Discussion in 'General Discussion' started by Davie, Mar 16, 2014.
Bringing additional people into your sex lives will change things. You want to make that she is on the same page as you are. Setting her up without her full approval is a good way to end up in divorce court. Finding a bull is something that you aren't experienced at. You don't want her raped, abused, or infected with an STD(s). I strongly suggest that you join a swingers club with"on premise" activity. If she doesn't want to do that then you can pretty much forget about any other fantasies
If you have a good relationship you should be able to discuss your fantasy. Go buy a black dildo, see what her reaction is. If you don't have any sex toys buy a couple about the same size in black and white and see which one she seems to prefer. Somewhere along the line you you are going to have to broach the subject. If you don't and just set her up you will likely have more incentive to broach the subject with your next wife.
I will leave you with one last thought. Suppose you just go ahead and set your wife up with a bull that really doesn't care if your wife consents. So she will naturally be extremely pissed off and most likely a bit vindictive. So she gets a good lawyer and divorces you. What do you think will happen if she tells the honorable judge who might well be a female that her husband set her up to be raped by some strange black man?
Yep, I agree with Torp, I'd keep everything up front with the wife. I also think sharing sexual fantasies is a good idea; it gives you an idea as to what she likes, and it also gives you the opportunity to share your desire as a sexual fantasy of your own to see how she reacts. If that goes well, get some IR videos and watch those together. The fact that she's already playing some sexy games with you is a good sign she's willing to experiment a bit. The "dogging" thing ... I just have problems with strangers in a park coming up and whipping out their dicks for her to suck & fuck. Torp pointed those concerns out; this is your wife, her safety should be your #1 concern. If you've never shared your wife with another man, I'd suggest doing it in a more controlled environment ... motel, club, home, etc. Play "safe" ! Sharing your woman with other men can be a life changing event.

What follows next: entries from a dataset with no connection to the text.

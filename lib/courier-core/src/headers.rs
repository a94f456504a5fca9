//! Case-insensitive header map.

use std::fmt;

use http::{HeaderMap, HeaderName, HeaderValue};

/// Header map with case-insensitive names, backed by [`http::HeaderMap`].
///
/// Names are normalized to lowercase. A `set` with a name or value that is not
/// valid in HTTP is recorded in [`Headers::rejected`] instead of being stored;
/// transports refuse to send such a request.
#[derive(Clone, Default, PartialEq, Eq)]
pub struct Headers {
    map: HeaderMap,
    rejected: Option<String>,
}

impl Headers {
    /// Creates an empty header map.
    #[must_use]
    pub fn new() -> Self {
        Self::default()
    }

    /// Sets a header, replacing any value stored under the same name.
    pub fn set(&mut self, name: impl Into<String>, value: impl Into<String>) {
        let name = name.into();
        let parsed = HeaderName::from_bytes(name.as_bytes())
            .ok()
            .zip(HeaderValue::from_str(&value.into()).ok());
        match parsed {
            Some((name, value)) => {
                self.map.insert(name, value);
            }
            None => {
                self.rejected.get_or_insert(name);
            }
        }
    }

    /// Header value by name. Values that are not visible ASCII read as `None`.
    #[must_use]
    pub fn get(&self, name: &str) -> Option<&str> {
        self.map.get(name).and_then(|value| value.to_str().ok())
    }

    /// `true` when a header with this name is present.
    #[must_use]
    pub fn contains(&self, name: &str) -> bool {
        self.map.contains_key(name)
    }

    /// Removes a header, returning its value.
    pub fn remove(&mut self, name: &str) -> Option<String> {
        self.map
            .remove(name)
            .and_then(|value| value.to_str().ok().map(ToString::to_string))
    }

    /// Number of headers.
    #[must_use]
    pub fn len(&self) -> usize {
        self.map.keys_len()
    }

    /// `true` if there are no headers.
    #[must_use]
    pub fn is_empty(&self) -> bool {
        self.map.is_empty()
    }

    /// Iterate over `(name, value)` pairs, skipping values that are not text.
    pub fn iter(&self) -> impl Iterator<Item = (&str, &str)> {
        self.map
            .iter()
            .filter_map(|(name, value)| Some((name.as_str(), value.to_str().ok()?)))
    }

    /// Name of the first header that could not be stored, if any.
    #[must_use]
    pub fn rejected(&self) -> Option<&str> {
        self.rejected.as_deref()
    }

    /// The underlying [`HeaderMap`].
    #[must_use]
    pub const fn as_header_map(&self) -> &HeaderMap {
        &self.map
    }
}

impl From<HeaderMap> for Headers {
    fn from(map: HeaderMap) -> Self {
        Self {
            map,
            rejected: None,
        }
    }
}

impl fmt::Debug for Headers {
    fn fmt(&self, f: &mut fmt::Formatter<'_>) -> fmt::Result {
        f.debug_map().entries(self.iter()).finish()
    }
}

impl<K, V> FromIterator<(K, V)> for Headers
where
    K: Into<String>,
    V: Into<String>,
{
    fn from_iter<I: IntoIterator<Item = (K, V)>>(iter: I) -> Self {
        let mut headers = Self::new();
        headers.extend(iter);
        headers
    }
}

impl<K, V> Extend<(K, V)> for Headers
where
    K: Into<String>,
    V: Into<String>,
{
    fn extend<I: IntoIterator<Item = (K, V)>>(&mut self, iter: I) {
        for (name, value) in iter {
            self.set(name, value);
        }
    }
}

#[cfg(test)]
mod tests {
    use super::*;

    #[test]
    fn lookup_ignores_case() {
        let mut headers = Headers::new();
        headers.set("Content-Type", "application/json");

        assert_eq!(headers.get("content-type"), Some("application/json"));
        assert_eq!(headers.get("CONTENT-TYPE"), Some("application/json"));
        assert!(headers.contains("Content-type"));
    }

    #[test]
    fn set_replaces_regardless_of_case() {
        let mut headers = Headers::new();
        headers.set("Accept", "application/json");
        headers.set("accept", "text/html");

        assert_eq!(headers.len(), 1);
        assert_eq!(headers.get("Accept"), Some("text/html"));
        assert_eq!(headers.iter().next(), Some(("accept", "text/html")));
    }

    #[test]
    fn remove_and_collect() {
        let mut headers: Headers = [("X-One", "1"), ("X-Two", "2")].into_iter().collect();
        assert_eq!(headers.remove("x-one"), Some("1".to_string()));
        assert_eq!(headers.len(), 1);
        assert!(!headers.is_empty());
    }

    #[test]
    fn invalid_headers_are_rejected_not_stored() {
        let mut headers = Headers::new();
        headers.set("X-Ok", "yes");
        headers.set("Bad Name", "value");
        headers.set("X-Split", "line\r\nbreak");

        assert_eq!(headers.len(), 1);
        assert_eq!(headers.rejected(), Some("Bad Name"));
        assert!(!headers.contains("X-Split"));
    }

    #[test]
    fn wraps_an_existing_header_map() {
        let mut map = HeaderMap::new();
        map.insert(http::header::ETAG, HeaderValue::from_static("\"v1\""));

        let headers = Headers::from(map);
        assert_eq!(headers.get("ETag"), Some("\"v1\""));
        assert!(headers.rejected().is_none());
        assert_eq!(headers.as_header_map().len(), 1);
    }
}
//! Date encoding strategies.
//!
//! JSON has no date type, so endpoints choose how dates inside their payloads
//! are written and read. Payload fields use [`Timestamp`]; its serde impls
//! consult the [`DateStrategy`] active on the current thread, which the codec
//! installs for the duration of a single encode or decode call.
//!
//! ```
//! use chrono::{TimeZone, Utc};
//! use courier_core::{DateStrategy, Timestamp, with_date_strategy};
//!
//! let at = Timestamp(Utc.with_ymd_and_hms(2018, 6, 13, 0, 0, 0).unwrap());
//! let json = with_date_strategy(&DateStrategy::SecondsSince1970, || serde_json::to_string(&at));
//! assert_eq!(json.unwrap(), "1528848000.0");
//! ```

use std::cell::RefCell;
use std::fmt;

use chrono::format::{Item, StrftimeItems};
use chrono::{DateTime, NaiveDateTime, SecondsFormat, Utc};
use serde::{Deserialize, Deserializer, Serialize, Serializer};

/// How [`Timestamp`] values are represented in JSON.
#[derive(Debug, Clone, PartialEq, Eq, Hash, Default)]
pub enum DateStrategy {
    /// The native representation of the date type (RFC 3339 with full precision).
    #[default]
    Deferred,
    /// Fractional seconds since the Unix epoch, as a number.
    SecondsSince1970,
    /// Milliseconds since the Unix epoch, as a number.
    MillisecondsSince1970,
    /// ISO 8601 / RFC 3339 string with whole seconds, in UTC (`2018-06-13T00:00:00Z`).
    Iso8601,
    /// A `strftime`-style format string, e.g. `%Y-%m-%dT%H:%M:%S%.3f%:z`.
    Formatted(String),
}

thread_local! {
    static ACTIVE: RefCell<DateStrategy> = RefCell::new(DateStrategy::Deferred);
}

impl DateStrategy {
    /// The strategy installed on the current thread.
    #[must_use]
    pub fn active() -> Self {
        ACTIVE.with(|active| active.borrow().clone())
    }
}

/// Restores the previously active strategy on drop.
struct Scope {
    previous: DateStrategy,
}

impl Scope {
    fn enter(strategy: &DateStrategy) -> Self {
        let previous = ACTIVE.with(|active| active.replace(strategy.clone()));
        Self { previous }
    }
}

impl Drop for Scope {
    fn drop(&mut self) {
        let previous = std::mem::take(&mut self.previous);
        ACTIVE.with(|active| *active.borrow_mut() = previous);
    }
}

/// Run `f` with `strategy` active for every [`Timestamp`] it (de)serializes.
pub fn with_date_strategy<R>(strategy: &DateStrategy, f: impl FnOnce() -> R) -> R {
    let _scope = Scope::enter(strategy);
    f()
}

/// A UTC instant whose JSON shape follows the active [`DateStrategy`].
#[derive(Debug, Clone, Copy, PartialEq, Eq, PartialOrd, Ord, Hash)]
pub struct Timestamp(pub DateTime<Utc>);

impl Timestamp {
    /// The current instant.
    #[must_use]
    pub fn now() -> Self {
        Self(Utc::now())
    }
}

impl From<DateTime<Utc>> for Timestamp {
    fn from(value: DateTime<Utc>) -> Self {
        Self(value)
    }
}

impl fmt::Display for Timestamp {
    fn fmt(&self, f: &mut fmt::Formatter<'_>) -> fmt::Result {
        write!(f, "{}", self.0.to_rfc3339())
    }
}

fn has_invalid_items(format: &str) -> bool {
    StrftimeItems::new(format).any(|item| matches!(item, Item::Error))
}

impl Serialize for Timestamp {
    #[allow(clippy::cast_precision_loss)]
    fn serialize<S: Serializer>(&self, serializer: S) -> Result<S::Ok, S::Error> {
        match DateStrategy::active() {
            DateStrategy::Deferred => self.0.serialize(serializer),
            DateStrategy::SecondsSince1970 => {
                let seconds = self.0.timestamp() as f64
                    + f64::from(self.0.timestamp_subsec_nanos()) / 1_000_000_000.0;
                serializer.serialize_f64(seconds)
            }
            DateStrategy::MillisecondsSince1970 => {
                serializer.serialize_i64(self.0.timestamp_millis())
            }
            DateStrategy::Iso8601 => {
                serializer.serialize_str(&self.0.to_rfc3339_opts(SecondsFormat::Secs, true))
            }
            DateStrategy::Formatted(format) => {
                if has_invalid_items(&format) {
                    return Err(serde::ser::Error::custom(format!(
                        "invalid date format `{format}`"
                    )));
                }
                serializer.collect_str(&self.0.format(&format))
            }
        }
    }
}

impl<'de> Deserialize<'de> for Timestamp {
    #[allow(clippy::cast_possible_truncation)]
    fn deserialize<D: Deserializer<'de>>(deserializer: D) -> Result<Self, D::Error> {
        use serde::de::Error;

        match DateStrategy::active() {
            DateStrategy::Deferred => DateTime::<Utc>::deserialize(deserializer).map(Self),
            DateStrategy::SecondsSince1970 => {
                let seconds = f64::deserialize(deserializer)?;
                let whole = seconds.floor();
                let nanos = ((seconds - whole) * 1_000_000_000.0).round() as u32;
                DateTime::from_timestamp(whole as i64, nanos.min(999_999_999))
                    .map(Self)
                    .ok_or_else(|| D::Error::custom(format!("timestamp out of range: {seconds}")))
            }
            DateStrategy::MillisecondsSince1970 => {
                let millis = f64::deserialize(deserializer)?.round() as i64;
                DateTime::from_timestamp_millis(millis)
                    .map(Self)
                    .ok_or_else(|| D::Error::custom(format!("timestamp out of range: {millis}")))
            }
            DateStrategy::Iso8601 => {
                let text = String::deserialize(deserializer)?;
                DateTime::parse_from_rfc3339(&text)
                    .map(|date| Self(date.with_timezone(&Utc)))
                    .map_err(|e| D::Error::custom(format!("invalid ISO 8601 date `{text}`: {e}")))
            }
            DateStrategy::Formatted(format) => {
                let text = String::deserialize(deserializer)?;
                DateTime::parse_from_str(&text, &format)
                    .map(|date| date.with_timezone(&Utc))
                    .or_else(|_| NaiveDateTime::parse_from_str(&text, &format).map(|d| d.and_utc()))
                    .map(Self)
                    .map_err(|e| {
                        D::Error::custom(format!("date `{text}` does not match `{format}`: {e}"))
                    })
            }
        }
    }
}

#[cfg(test)]
mod tests {
    use chrono::TimeZone;

    use super::*;

    fn june_12() -> Timestamp {
        // 2018-06-12T20:00:00-04:00
        Timestamp(
            Utc.with_ymd_and_hms(2018, 6, 13, 0, 0, 0)
                .single()
                .expect("valid date"),
        )
    }

    fn encode(strategy: &DateStrategy, value: &Timestamp) -> String {
        with_date_strategy(strategy, || serde_json::to_string(value)).expect("encode")
    }

    fn decode(strategy: &DateStrategy, json: &str) -> Timestamp {
        with_date_strategy(strategy, || serde_json::from_str(json)).expect("decode")
    }

    #[test]
    fn deferred_is_default() {
        assert_eq!(DateStrategy::active(), DateStrategy::Deferred);
        assert_eq!(
            serde_json::to_string(&june_12()).expect("encode"),
            r#""2018-06-13T00:00:00Z""#
        );
    }

    #[test]
    fn scope_restores_previous_strategy() {
        with_date_strategy(&DateStrategy::Iso8601, || {
            assert_eq!(DateStrategy::active(), DateStrategy::Iso8601);
            with_date_strategy(&DateStrategy::MillisecondsSince1970, || {
                assert_eq!(DateStrategy::active(), DateStrategy::MillisecondsSince1970);
            });
            assert_eq!(DateStrategy::active(), DateStrategy::Iso8601);
        });
        assert_eq!(DateStrategy::active(), DateStrategy::Deferred);
    }

    #[test]
    fn epoch_strategies() {
        let strategy = DateStrategy::SecondsSince1970;
        assert_eq!(encode(&strategy, &june_12()), "1528848000.0");
        assert_eq!(decode(&strategy, "1528848000"), june_12());

        let strategy = DateStrategy::MillisecondsSince1970;
        assert_eq!(encode(&strategy, &june_12()), "1528848000000");
        assert_eq!(decode(&strategy, "1528848000000"), june_12());
    }

    #[test]
    fn iso8601_strategy() {
        let strategy = DateStrategy::Iso8601;
        assert_eq!(encode(&strategy, &june_12()), r#""2018-06-13T00:00:00Z""#);
        assert_eq!(
            decode(&strategy, r#""2018-06-12T20:00:00-04:00""#),
            june_12()
        );
    }

    #[test]
    fn formatted_strategy_with_offset() {
        let strategy = DateStrategy::Formatted("%Y-%m-%dT%H:%M:%S%.3f%:z".to_string());
        assert_eq!(
            decode(&strategy, r#""2018-06-12T20:00:00.000-04:00""#),
            june_12()
        );
        assert_eq!(
            encode(&strategy, &june_12()),
            r#""2018-06-13T00:00:00.000+00:00""#
        );
    }

    #[test]
    fn formatted_strategy_without_offset_is_utc() {
        let strategy = DateStrategy::Formatted("%Y-%m-%d %H:%M".to_string());
        assert_eq!(decode(&strategy, r#""2018-06-13 00:00""#), june_12());
    }

    #[test]
    fn mismatched_strategy_fails() {
        let result: serde_json::Result<Timestamp> =
            with_date_strategy(&DateStrategy::Iso8601, || serde_json::from_str("1528848000"));
        assert!(result.is_err());

        let result = with_date_strategy(&DateStrategy::Formatted("%Q".to_string()), || {
            serde_json::to_string(&june_12())
        });
        assert!(result.is_err());
    }
}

Like a good wine, some things just take time. Mac
Some good advice on here, I agree with most of the above points. If you do manage to get things going I would take it slowly and suggest meeting one black guy and keeping it low key to begin with. I have been off this site for a few weeks as things got out of hand in my situation. When different guys have your details and pass them round, then some get upset if you ignore them or dont want to go with them, it can feel a bit pressurised. I have dropped out a bit at the moment. It is worth doing and lots of fun, but dont think you can control things as much as you think. Good luck!